• _What the exercise asks_
Copy each line below in which the word "height" occurs.

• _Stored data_
Content starts

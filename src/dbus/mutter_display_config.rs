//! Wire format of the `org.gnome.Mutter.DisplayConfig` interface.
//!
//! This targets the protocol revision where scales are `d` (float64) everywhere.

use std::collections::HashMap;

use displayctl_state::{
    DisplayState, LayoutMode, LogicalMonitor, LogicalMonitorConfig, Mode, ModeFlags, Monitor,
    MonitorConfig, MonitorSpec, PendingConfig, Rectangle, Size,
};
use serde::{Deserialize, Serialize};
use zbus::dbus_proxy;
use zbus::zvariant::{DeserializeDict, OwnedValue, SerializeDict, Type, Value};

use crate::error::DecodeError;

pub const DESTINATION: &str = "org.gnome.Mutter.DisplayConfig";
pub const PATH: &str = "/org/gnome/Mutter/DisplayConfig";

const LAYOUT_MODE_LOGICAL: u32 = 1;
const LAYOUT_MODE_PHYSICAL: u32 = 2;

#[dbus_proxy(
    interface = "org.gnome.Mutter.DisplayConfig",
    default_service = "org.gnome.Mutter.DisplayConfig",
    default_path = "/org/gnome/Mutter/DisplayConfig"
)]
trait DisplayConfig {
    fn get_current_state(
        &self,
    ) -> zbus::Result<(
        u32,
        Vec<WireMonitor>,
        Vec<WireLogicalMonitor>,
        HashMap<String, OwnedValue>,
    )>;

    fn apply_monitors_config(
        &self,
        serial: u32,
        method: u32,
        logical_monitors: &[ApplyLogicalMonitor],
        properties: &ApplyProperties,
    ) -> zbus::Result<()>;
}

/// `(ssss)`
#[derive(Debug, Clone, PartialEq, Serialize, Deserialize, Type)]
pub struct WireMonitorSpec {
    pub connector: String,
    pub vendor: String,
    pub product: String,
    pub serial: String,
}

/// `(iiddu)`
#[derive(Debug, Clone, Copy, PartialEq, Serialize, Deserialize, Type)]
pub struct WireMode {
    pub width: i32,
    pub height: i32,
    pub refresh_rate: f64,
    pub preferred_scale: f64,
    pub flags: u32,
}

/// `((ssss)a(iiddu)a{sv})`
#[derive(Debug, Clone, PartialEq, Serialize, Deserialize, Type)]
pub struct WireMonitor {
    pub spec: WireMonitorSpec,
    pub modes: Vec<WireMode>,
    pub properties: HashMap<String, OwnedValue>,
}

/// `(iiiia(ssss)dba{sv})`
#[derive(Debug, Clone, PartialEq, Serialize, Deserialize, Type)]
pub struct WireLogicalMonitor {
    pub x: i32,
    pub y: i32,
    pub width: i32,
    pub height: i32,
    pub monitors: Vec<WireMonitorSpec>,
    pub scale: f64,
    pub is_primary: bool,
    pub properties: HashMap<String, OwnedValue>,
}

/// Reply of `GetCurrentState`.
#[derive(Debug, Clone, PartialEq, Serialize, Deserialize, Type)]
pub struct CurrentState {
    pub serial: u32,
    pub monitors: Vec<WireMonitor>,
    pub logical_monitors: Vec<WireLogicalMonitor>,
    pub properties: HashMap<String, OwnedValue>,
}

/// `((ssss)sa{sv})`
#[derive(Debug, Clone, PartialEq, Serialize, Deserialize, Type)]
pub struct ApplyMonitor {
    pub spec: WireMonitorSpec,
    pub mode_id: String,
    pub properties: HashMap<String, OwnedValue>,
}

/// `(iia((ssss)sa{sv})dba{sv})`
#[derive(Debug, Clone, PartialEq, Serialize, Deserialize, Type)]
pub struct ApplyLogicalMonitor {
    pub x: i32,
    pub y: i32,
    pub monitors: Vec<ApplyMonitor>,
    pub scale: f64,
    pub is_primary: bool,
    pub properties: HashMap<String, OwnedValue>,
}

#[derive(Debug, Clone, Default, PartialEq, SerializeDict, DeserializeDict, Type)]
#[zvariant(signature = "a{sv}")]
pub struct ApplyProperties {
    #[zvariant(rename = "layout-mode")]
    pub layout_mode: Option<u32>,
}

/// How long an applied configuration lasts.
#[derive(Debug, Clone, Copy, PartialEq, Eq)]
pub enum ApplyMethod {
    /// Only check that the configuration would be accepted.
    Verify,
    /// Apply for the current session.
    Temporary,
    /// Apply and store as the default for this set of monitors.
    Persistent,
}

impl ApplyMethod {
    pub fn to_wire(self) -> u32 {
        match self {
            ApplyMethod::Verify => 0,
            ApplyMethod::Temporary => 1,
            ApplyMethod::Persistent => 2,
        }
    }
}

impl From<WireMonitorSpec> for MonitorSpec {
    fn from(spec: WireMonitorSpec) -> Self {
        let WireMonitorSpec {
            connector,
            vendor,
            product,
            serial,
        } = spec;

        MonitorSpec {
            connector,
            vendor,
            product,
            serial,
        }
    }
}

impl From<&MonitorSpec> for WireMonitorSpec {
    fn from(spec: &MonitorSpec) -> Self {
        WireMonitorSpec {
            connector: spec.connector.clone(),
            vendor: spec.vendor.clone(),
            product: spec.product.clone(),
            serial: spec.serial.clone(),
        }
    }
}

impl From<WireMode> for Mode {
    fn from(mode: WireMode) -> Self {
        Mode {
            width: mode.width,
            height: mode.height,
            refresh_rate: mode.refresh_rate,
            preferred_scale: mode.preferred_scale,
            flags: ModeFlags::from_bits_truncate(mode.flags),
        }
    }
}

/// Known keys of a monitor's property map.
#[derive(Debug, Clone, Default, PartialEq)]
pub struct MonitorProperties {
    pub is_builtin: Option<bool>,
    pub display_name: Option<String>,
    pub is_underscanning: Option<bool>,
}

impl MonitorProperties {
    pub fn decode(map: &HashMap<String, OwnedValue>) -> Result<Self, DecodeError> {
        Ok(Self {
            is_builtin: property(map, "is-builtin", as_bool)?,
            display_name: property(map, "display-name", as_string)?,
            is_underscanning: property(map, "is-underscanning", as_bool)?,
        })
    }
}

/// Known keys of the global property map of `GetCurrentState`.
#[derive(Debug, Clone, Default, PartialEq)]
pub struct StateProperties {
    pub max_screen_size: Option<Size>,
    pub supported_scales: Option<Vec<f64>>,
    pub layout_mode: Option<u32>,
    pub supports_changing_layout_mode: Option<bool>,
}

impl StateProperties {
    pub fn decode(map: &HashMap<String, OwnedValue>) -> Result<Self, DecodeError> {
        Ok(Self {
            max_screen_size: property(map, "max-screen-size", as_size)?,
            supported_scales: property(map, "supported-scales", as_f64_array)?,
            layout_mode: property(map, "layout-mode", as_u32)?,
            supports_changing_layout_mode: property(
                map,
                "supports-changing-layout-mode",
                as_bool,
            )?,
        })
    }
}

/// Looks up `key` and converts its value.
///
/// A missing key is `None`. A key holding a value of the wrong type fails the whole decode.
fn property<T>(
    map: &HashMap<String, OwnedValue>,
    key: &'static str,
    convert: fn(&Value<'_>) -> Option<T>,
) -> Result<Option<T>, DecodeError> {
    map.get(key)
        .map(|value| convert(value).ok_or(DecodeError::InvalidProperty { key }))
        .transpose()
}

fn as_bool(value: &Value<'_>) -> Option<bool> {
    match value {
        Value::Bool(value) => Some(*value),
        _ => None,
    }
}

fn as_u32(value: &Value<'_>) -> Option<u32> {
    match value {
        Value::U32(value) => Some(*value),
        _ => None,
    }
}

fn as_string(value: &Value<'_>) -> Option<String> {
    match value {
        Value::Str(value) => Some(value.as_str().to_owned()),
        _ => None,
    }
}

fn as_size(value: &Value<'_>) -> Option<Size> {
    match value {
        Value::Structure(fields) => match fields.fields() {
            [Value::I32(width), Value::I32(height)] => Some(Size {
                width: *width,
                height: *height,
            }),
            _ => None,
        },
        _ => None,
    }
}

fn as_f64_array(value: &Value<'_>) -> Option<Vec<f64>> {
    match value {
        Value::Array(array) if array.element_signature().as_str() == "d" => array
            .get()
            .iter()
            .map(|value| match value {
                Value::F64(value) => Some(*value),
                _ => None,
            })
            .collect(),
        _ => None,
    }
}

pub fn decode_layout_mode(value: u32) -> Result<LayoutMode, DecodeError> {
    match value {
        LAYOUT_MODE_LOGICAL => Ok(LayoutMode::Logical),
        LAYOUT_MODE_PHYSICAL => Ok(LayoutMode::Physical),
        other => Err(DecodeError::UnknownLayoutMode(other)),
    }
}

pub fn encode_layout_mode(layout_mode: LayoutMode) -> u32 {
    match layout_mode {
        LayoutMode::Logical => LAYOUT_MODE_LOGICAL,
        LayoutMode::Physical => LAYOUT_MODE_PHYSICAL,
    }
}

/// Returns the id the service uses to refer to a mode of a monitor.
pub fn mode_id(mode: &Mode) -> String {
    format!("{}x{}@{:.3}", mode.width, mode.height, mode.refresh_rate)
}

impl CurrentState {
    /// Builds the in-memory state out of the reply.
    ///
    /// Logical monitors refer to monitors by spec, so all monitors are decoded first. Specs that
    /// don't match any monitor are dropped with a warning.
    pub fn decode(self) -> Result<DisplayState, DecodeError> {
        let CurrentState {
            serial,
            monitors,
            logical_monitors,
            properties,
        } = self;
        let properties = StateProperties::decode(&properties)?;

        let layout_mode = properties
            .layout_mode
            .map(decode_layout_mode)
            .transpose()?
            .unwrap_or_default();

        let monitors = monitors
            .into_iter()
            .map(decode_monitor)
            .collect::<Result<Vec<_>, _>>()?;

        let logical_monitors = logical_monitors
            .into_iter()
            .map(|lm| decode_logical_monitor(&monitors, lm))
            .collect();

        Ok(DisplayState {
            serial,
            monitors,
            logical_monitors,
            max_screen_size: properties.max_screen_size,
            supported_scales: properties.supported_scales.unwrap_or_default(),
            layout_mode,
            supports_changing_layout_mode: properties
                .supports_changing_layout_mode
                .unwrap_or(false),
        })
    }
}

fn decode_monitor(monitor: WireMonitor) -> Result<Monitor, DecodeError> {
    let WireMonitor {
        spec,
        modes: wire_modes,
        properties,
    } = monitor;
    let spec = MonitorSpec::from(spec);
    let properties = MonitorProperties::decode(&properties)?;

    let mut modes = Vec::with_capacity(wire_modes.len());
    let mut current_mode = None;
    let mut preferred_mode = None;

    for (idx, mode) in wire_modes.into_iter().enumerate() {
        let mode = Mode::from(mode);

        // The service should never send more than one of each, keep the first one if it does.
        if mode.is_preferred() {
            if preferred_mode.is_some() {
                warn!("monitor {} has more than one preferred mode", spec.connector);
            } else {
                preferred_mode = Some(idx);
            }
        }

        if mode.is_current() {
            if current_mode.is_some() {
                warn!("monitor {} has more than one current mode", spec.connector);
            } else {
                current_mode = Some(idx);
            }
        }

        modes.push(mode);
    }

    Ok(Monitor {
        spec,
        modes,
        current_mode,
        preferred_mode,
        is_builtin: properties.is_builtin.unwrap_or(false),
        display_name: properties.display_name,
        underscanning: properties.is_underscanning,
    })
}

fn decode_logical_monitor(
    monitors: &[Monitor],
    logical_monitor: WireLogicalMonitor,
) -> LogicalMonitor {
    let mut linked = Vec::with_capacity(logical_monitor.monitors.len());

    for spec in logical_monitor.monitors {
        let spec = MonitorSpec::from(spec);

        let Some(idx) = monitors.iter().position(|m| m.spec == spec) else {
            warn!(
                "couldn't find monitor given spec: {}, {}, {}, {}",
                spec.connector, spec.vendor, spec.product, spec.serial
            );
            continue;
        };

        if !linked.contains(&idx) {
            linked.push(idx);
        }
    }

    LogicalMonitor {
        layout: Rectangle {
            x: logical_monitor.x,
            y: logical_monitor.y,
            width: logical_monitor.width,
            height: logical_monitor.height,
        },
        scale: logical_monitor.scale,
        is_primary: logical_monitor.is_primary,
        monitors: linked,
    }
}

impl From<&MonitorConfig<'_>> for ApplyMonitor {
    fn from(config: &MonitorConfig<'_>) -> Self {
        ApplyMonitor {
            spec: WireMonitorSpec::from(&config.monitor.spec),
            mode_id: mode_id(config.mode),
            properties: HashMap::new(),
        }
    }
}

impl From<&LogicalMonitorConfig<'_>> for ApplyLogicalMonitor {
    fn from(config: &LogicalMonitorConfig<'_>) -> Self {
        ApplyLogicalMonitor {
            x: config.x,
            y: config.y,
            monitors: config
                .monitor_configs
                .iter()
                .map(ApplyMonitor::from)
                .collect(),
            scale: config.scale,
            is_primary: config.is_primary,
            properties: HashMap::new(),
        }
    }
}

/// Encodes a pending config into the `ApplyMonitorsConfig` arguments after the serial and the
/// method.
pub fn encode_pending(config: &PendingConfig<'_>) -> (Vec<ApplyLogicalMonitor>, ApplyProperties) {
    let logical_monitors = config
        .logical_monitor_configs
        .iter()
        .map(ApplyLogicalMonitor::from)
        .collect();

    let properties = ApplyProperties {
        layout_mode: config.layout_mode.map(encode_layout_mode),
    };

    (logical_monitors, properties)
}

Content ends
Content starts

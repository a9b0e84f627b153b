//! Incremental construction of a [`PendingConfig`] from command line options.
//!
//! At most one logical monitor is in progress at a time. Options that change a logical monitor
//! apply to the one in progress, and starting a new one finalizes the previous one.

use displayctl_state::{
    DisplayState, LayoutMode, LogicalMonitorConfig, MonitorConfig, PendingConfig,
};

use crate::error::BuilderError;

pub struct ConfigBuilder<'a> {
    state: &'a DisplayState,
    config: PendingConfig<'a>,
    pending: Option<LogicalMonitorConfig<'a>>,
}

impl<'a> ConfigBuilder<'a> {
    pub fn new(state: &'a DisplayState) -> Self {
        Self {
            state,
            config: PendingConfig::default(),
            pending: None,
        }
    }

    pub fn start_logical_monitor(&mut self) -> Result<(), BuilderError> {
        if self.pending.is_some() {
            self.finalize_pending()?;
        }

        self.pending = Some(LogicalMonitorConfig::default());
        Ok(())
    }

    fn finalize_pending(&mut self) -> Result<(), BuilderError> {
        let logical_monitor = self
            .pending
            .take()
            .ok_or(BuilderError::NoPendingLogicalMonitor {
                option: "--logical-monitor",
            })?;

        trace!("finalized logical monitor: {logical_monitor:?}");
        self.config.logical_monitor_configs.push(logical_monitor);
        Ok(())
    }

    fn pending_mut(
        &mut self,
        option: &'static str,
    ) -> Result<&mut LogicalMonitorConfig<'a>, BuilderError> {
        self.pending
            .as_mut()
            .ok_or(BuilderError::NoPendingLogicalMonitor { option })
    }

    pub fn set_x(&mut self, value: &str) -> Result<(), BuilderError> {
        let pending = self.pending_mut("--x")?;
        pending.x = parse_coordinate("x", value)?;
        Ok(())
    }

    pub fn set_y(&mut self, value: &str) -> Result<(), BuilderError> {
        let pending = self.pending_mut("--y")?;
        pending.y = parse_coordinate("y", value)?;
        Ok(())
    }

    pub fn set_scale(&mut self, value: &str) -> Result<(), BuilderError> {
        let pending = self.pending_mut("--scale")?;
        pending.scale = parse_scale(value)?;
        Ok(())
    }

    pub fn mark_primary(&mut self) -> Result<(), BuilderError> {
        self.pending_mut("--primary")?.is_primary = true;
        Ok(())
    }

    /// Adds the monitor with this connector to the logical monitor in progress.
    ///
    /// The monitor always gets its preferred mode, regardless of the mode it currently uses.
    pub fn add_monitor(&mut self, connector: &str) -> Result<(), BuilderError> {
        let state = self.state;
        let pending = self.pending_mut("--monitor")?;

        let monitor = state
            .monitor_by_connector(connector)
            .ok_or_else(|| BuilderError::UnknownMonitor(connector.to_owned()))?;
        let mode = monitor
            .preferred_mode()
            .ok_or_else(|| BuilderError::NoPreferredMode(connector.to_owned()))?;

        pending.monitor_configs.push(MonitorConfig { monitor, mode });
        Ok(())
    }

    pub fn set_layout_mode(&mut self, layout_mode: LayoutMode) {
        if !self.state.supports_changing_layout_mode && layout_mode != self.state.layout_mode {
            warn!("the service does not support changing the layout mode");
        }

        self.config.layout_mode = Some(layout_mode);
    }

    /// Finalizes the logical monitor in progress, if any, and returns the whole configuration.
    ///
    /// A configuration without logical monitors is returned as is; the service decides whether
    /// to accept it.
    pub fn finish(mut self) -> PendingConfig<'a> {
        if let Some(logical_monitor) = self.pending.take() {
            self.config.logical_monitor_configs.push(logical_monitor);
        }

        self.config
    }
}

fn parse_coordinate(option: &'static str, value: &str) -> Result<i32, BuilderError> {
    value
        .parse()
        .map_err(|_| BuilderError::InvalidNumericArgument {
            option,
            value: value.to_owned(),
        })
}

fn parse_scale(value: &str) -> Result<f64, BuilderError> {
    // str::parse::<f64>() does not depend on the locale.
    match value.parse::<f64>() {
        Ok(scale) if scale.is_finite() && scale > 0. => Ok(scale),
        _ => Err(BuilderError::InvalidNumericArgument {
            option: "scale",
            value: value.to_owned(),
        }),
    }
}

Content ends

• _Solution_
    pub height: i32,
    pub height: i32,
            height: mode.height,
            [Value::I32(width), Value::I32(height)] => Some(Size {
                height: *height,
    format!("{}x{}@{:.3}", mode.width, mode.height, mode.refresh_rate)
            height: logical_monitor.height,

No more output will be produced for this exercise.